**AIM OF THE EXERCISE**
What appears in the data must be reproduced exactly.

**DATA IN THIS EXERCISE**
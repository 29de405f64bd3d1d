mod common;

use common::{CancelAfter, constant_volume, fill_box};
use nalgebra::Point3;
use volume_resample::{
    BlobParams, DataType, ProgressTracker, extract_blobs, extract_blobs_into, find_maxima,
    roi_centroids,
};

fn two_cubes() -> volume_resample::Volume {
    let mut volume = constant_volume([9, 9, 9], "mask", 0.0);
    fill_box(&mut volume, "mask", [1, 1, 1], [4, 4, 4], 1.0);
    fill_box(&mut volume, "mask", [5, 5, 5], [8, 8, 8], 1.0);
    volume
}

fn count(labels: &ndarray::Array3<i32>, label: i32) -> usize {
    labels.iter().filter(|l| **l == label).count()
}

#[test]
fn test_two_disjoint_cubes_get_two_labels() {
    let volume = two_cubes();
    for min_blob_size in [1, 27] {
        let params = BlobParams {
            threshold: 0.0,
            min_blob_size,
        };
        let labels = extract_blobs(&volume, "mask", &params, None).unwrap();
        assert_eq!(count(&labels, 1), 27);
        assert_eq!(count(&labels, 2), 27);
        assert_eq!(count(&labels, 0), 729 - 54);
        // Labels are stored (r, t, s).
        assert_eq!(labels[[2, 2, 2]], 1);
        assert_eq!(labels[[6, 6, 6]], 2);
    }
}

#[test]
fn test_blobs_below_min_size_fold_into_background() {
    let volume = two_cubes();
    let params = BlobParams {
        threshold: 0.0,
        min_blob_size: 28,
    };
    let labels = extract_blobs(&volume, "mask", &params, None).unwrap();
    assert!(labels.iter().all(|l| *l == 0));
}

#[test]
fn test_threshold_is_exclusive() {
    let mut volume = two_cubes();
    fill_box(&mut volume, "mask", [5, 5, 5], [8, 8, 8], 0.5);
    let params = BlobParams {
        threshold: 0.5,
        min_blob_size: 1,
    };
    let labels = extract_blobs(&volume, "mask", &params, None).unwrap();
    assert_eq!(count(&labels, 1), 27);
    assert_eq!(count(&labels, 2), 0);
}

#[test]
fn test_labels_column_replaces_existing() {
    let mut volume = two_cubes();
    volume.add_column("labels", DataType::UInt8);
    let tracker = ProgressTracker::new();
    extract_blobs_into(
        &mut volume,
        "mask",
        "labels",
        &BlobParams::default(),
        Some(&tracker),
    )
    .unwrap();

    let labels = volume.column("labels").unwrap();
    assert_eq!(labels.data_type(), DataType::Int32);
    assert_eq!(labels.limits(), Some((0.0, 2.0)));
    assert_eq!(labels.get_voxel([6, 7, 5]), 2.0);
    // Every voxel is visited exactly once.
    assert_eq!(tracker.range(), (0, 729));
    assert_eq!(tracker.value(), 729);
}

#[test]
fn test_cancellation_writes_no_column() {
    let mut volume = two_cubes();
    for allowed in [0, 40] {
        let progress = CancelAfter::new(allowed);
        let err = extract_blobs_into(
            &mut volume,
            "mask",
            "labels",
            &BlobParams::default(),
            Some(&progress),
        )
        .unwrap_err();
        assert!(err.is_cancelled());
        assert_eq!(progress.updates(), allowed);
        assert!(!volume.has_column("labels"));
    }
}

#[test]
fn test_maxima_per_blob() {
    let mut volume = two_cubes();
    let mask = volume.column_mut("mask").unwrap();
    mask.set_voxel([2, 3, 1], 5.0);
    mask.set_voxel([7, 5, 6], 4.0);
    extract_blobs_into(&mut volume, "mask", "labels", &BlobParams::default(), None).unwrap();

    let maxima = find_maxima(&volume, "mask", Some("labels")).unwrap();
    assert_eq!(maxima.len(), 2);
    assert_eq!((maxima[0].label, maxima[0].value), (1, 5.0));
    assert_eq!(maxima[0].voxel, [2, 3, 1]);
    assert_eq!(maxima[0].point, Point3::new(2.5, 3.5, 1.5));
    assert_eq!((maxima[1].label, maxima[1].value), (2, 4.0));
    assert_eq!(maxima[1].voxel, [7, 5, 6]);
}

#[test]
fn test_centroids_of_blobs() {
    let mut volume = two_cubes();
    extract_blobs_into(&mut volume, "mask", "labels", &BlobParams::default(), None).unwrap();
    let tracker = ProgressTracker::new();

    let centroids = roi_centroids(&volume, "labels", 1..=2, 27, Some(&tracker)).unwrap();
    assert_eq!(centroids.len(), 2);
    for (centroid, centre) in centroids.iter().zip([2.5, 6.5]) {
        assert_eq!(centroid.size, 27);
        assert!((centroid.centroid - Point3::new(centre, centre, centre)).norm() < 1e-12);
    }
    assert_eq!(tracker.range(), (0, 729));
    assert_eq!(tracker.value(), 729);

    assert!(roi_centroids(&volume, "labels", 1..=2, 28, None).unwrap().is_empty());
    let background = roi_centroids(&volume, "labels", 0..=0, 1, None).unwrap();
    assert_eq!(background[0].size, 729 - 54);
}

#[test]
fn test_centroids_cancelled() {
    let mut volume = two_cubes();
    extract_blobs_into(&mut volume, "mask", "labels", &BlobParams::default(), None).unwrap();
    let progress = CancelAfter::new(100);
    let err = roi_centroids(&volume, "labels", 1..=2, 1, Some(&progress)).unwrap_err();
    assert!(err.is_cancelled());
    assert_eq!(progress.updates(), 100);
}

**ANSWER FOR THIS EXERCISE**
repository 29de405f64bd3d1d
mod common;

use common::{CancelAfter, constant_volume, fill_box};
use nalgebra::Point3;
use volume_resample::{
    BlobParams, DataType, ProgressTracker, extract_blobs, extract_blobs_into, find_maxima,
    roi_centroids,
};

fn two_cubes() -> volume_resample::Volume {
    let mut volume = constant_volume([9, 9, 9], "mask", 0.0);
    fill_box(&mut volume, "mask", [1, 1, 1], [4, 4, 4], 1.0);
    fill_box(&mut volume, "mask", [5, 5, 5], [8, 8, 8], 1.0);
    volume
}

fn count(labels: &ndarray::Array3<i32>, label: i32) -> usize {
    labels.iter().filter(|l| **l == label).count()
}

#[test]
fn test_two_disjoint_cubes_get_two_labels() {
    let volume = two_cubes();
    for min_blob_size in [1, 27] {
        let params = BlobParams {
            threshold: 0.0,
            min_blob_size,
        };
        let labels = extract_blobs(&volume, "mask", &params, None).unwrap();
        assert_eq!(count(&labels, 1), 27);
        assert_eq!(count(&labels, 2), 27);
        assert_eq!(count(&labels, 0), 729 - 54);
        // Labels are stored (r, t, s).
        assert_eq!(labels[[2, 2, 2]], 1);
        assert_eq!(labels[[6, 6, 6]], 2);
    }
}

#[test]
fn test_blobs_below_min_size_fold_into_background() {
    let volume = two_cubes();
    let params = BlobParams {
        threshold: 0.0,
        min_blob_size: 28,
    };
    let labels = extract_blobs(&volume, "mask", &params, None).unwrap();
    assert!(labels.iter().all(|l| *l == 0));
}

#[test]
fn test_threshold_is_exclusive() {
    let mut volume = two_cubes();
    fill_box(&mut volume, "mask", [5, 5, 5], [8, 8, 8], 0.5);
    let params = BlobParams {
        threshold: 0.5,
        min_blob_size: 1,
    };
    let labels = extract_blobs(&volume, "mask", &params, None).unwrap();
    assert_eq!(count(&labels, 1), 27);
    assert_eq!(count(&labels, 2), 0);
}

#[test]
fn test_labels_column_replaces_existing() {
    let mut volume = two_cubes();
    volume.add_column("labels", DataType::UInt8);
    let tracker = ProgressTracker::new();
    extract_blobs_into(
        &mut volume,
        "mask",
        "labels",
        &BlobParams::default(),
        Some(&tracker),
    )
    .unwrap();

    let labels = volume.column("labels").unwrap();
    assert_eq!(labels.data_type(), DataType::Int32);
    assert_eq!(labels.limits(), Some((0.0, 2.0)));
    assert_eq!(labels.get_voxel([6, 7, 5]), 2.0);
    // Every voxel is visited exactly once.
    assert_eq!(tracker.range(), (0, 729));
    assert_eq!(tracker.value(), 729);
}

#[test]
fn test_cancellation_writes_no_column() {
    let mut volume = two_cubes();
    for allowed in [0, 40] {
        let progress = CancelAfter::new(allowed);
        let err = extract_blobs_into(
            &mut volume,
            "mask",
            "labels",
            &BlobParams::default(),
            Some(&progress),
        )
        .unwrap_err();
        assert!(err.is_cancelled());
        assert_eq!(progress.updates(), allowed);
        assert!(!volume.has_column("labels"));
    }
}

#[test]
fn test_maxima_per_blob() {
    let mut volume = two_cubes();
    let mask = volume.column_mut("mask").unwrap();
    mask.set_voxel([2, 3, 1], 5.0);
    mask.set_voxel([7, 5, 6], 4.0);
    extract_blobs_into(&mut volume, "mask", "labels", &BlobParams::default(), None).unwrap();

    let maxima = find_maxima(&volume, "mask", Some("labels")).unwrap();
    assert_eq!(maxima.len(), 2);
    assert_eq!((maxima[0].label, maxima[0].value), (1, 5.0));
    assert_eq!(maxima[0].voxel, [2, 3, 1]);
    assert_eq!(maxima[0].point, Point3::new(2.5, 3.5, 1.5));
    assert_eq!((maxima[1].label, maxima[1].value), (2, 4.0));
    assert_eq!(maxima[1].voxel, [7, 5, 6]);
}

#[test]
fn test_centroids_of_blobs() {
    let mut volume = two_cubes();
    extract_blobs_into(&mut volume, "mask", "labels", &BlobParams::default(), None).unwrap();
    let tracker = ProgressTracker::new();

    let centroids = roi_centroids(&volume, "labels", 1..=2, 27, Some(&tracker)).unwrap();
    assert_eq!(centroids.len(), 2);
    for (centroid, centre) in centroids.iter().zip([2.5, 6.5]) {
        assert_eq!(centroid.size, 27);
        assert!((centroid.centroid - Point3::new(centre, centre, centre)).norm() < 1e-12);
    }
    assert_eq!(tracker.range(), (0, 729));
    assert_eq!(tracker.value(), 729);

    assert!(roi_centroids(&volume, "labels", 1..=2, 28, None).unwrap().is_empty());
    let background = roi_centroids(&volume, "labels", 0..=0, 1, None).unwrap();
    assert_eq!(background[0].size, 729 - 54);
}

#[test]
fn test_centroids_cancelled() {
    let mut volume = two_cubes();
    extract_blobs_into(&mut volume, "mask", "labels", &BlobParams::default(), None).unwrap();
    let progress = CancelAfter::new(100);
    let err = roi_centroids(&volume, "labels", 1..=2, 1, Some(&progress)).unwrap_err();
    assert!(err.is_cancelled());
    assert_eq!(progress.updates(), 100);
}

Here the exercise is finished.